═════ EXERCISE INPUT ═════
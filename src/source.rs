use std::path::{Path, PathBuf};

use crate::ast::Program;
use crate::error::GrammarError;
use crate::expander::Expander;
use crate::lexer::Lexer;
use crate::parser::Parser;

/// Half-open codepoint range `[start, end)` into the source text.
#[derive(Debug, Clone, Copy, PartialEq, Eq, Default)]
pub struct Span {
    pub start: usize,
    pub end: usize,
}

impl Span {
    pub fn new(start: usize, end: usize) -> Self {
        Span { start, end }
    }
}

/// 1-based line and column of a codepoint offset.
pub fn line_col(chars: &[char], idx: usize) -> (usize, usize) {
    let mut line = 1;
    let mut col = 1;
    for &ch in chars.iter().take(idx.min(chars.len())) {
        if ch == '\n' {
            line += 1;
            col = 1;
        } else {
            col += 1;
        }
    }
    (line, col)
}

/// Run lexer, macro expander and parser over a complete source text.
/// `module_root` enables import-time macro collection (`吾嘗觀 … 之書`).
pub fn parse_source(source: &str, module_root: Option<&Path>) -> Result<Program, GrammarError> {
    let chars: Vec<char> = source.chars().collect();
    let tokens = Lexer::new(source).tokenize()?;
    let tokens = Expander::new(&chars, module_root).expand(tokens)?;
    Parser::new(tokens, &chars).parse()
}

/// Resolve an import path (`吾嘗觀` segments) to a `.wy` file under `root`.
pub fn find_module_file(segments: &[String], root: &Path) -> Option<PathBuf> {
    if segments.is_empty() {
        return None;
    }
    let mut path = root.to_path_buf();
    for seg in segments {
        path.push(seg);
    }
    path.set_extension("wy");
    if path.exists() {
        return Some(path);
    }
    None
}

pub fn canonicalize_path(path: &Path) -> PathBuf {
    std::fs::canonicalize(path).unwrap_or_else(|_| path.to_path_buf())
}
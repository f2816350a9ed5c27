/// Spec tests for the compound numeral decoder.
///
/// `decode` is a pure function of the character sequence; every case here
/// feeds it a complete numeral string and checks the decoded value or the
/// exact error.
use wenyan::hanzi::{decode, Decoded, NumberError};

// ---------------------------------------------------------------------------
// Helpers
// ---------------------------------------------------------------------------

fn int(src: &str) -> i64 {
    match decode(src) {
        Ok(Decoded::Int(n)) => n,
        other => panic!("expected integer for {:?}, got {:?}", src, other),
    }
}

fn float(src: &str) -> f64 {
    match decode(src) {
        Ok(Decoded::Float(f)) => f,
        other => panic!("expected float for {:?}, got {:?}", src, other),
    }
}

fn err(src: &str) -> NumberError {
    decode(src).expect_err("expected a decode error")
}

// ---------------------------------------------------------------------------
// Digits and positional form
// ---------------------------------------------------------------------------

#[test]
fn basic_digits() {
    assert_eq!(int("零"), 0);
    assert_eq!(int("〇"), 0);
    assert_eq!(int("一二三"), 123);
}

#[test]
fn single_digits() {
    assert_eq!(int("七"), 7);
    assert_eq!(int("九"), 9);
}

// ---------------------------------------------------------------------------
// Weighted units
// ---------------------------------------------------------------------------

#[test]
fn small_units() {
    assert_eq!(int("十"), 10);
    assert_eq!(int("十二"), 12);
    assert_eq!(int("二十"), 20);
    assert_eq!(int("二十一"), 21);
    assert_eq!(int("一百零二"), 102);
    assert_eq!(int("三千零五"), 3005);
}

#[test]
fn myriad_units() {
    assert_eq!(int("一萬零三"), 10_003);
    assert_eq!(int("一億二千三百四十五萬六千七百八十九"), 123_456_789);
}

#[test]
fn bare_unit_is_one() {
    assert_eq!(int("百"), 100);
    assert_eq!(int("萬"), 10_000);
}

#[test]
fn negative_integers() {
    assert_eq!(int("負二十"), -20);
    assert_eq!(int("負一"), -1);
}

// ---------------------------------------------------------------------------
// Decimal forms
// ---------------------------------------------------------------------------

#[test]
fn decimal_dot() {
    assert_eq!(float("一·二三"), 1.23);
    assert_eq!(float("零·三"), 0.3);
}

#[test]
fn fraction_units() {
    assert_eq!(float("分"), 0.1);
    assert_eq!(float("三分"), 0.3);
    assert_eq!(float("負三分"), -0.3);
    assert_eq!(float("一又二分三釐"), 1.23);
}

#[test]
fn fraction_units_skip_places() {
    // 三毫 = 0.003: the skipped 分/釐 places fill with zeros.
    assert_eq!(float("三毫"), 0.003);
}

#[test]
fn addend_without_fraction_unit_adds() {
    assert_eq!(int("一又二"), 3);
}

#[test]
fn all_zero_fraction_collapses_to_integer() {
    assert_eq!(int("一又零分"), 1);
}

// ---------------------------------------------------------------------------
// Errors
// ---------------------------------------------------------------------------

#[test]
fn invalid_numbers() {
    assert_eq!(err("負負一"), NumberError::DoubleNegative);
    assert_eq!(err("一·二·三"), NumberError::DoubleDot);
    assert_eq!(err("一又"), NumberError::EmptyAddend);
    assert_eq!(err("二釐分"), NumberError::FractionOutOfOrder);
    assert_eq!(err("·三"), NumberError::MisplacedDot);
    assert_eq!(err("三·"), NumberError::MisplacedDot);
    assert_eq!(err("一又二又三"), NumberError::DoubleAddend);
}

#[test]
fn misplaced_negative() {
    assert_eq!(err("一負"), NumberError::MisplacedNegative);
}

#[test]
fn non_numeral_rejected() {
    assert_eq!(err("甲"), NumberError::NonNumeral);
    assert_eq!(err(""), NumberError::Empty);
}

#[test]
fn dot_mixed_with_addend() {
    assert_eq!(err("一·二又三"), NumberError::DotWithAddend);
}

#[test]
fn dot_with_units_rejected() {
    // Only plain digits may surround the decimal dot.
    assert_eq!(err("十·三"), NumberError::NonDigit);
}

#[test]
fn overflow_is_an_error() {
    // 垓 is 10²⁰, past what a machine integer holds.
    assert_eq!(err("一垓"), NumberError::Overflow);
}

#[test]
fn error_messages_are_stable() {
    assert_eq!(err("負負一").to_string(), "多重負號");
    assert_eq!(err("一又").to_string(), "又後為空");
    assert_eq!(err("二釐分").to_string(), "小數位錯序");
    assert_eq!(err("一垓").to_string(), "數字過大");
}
═════
### TASK ITEM
Collect each line above holding the string "MisplacedDot".

### YOUR RESPONSE
    assert_eq!(err("·三"), NumberError::MisplacedDot);
    assert_eq!(err("三·"), NumberError::MisplacedDot);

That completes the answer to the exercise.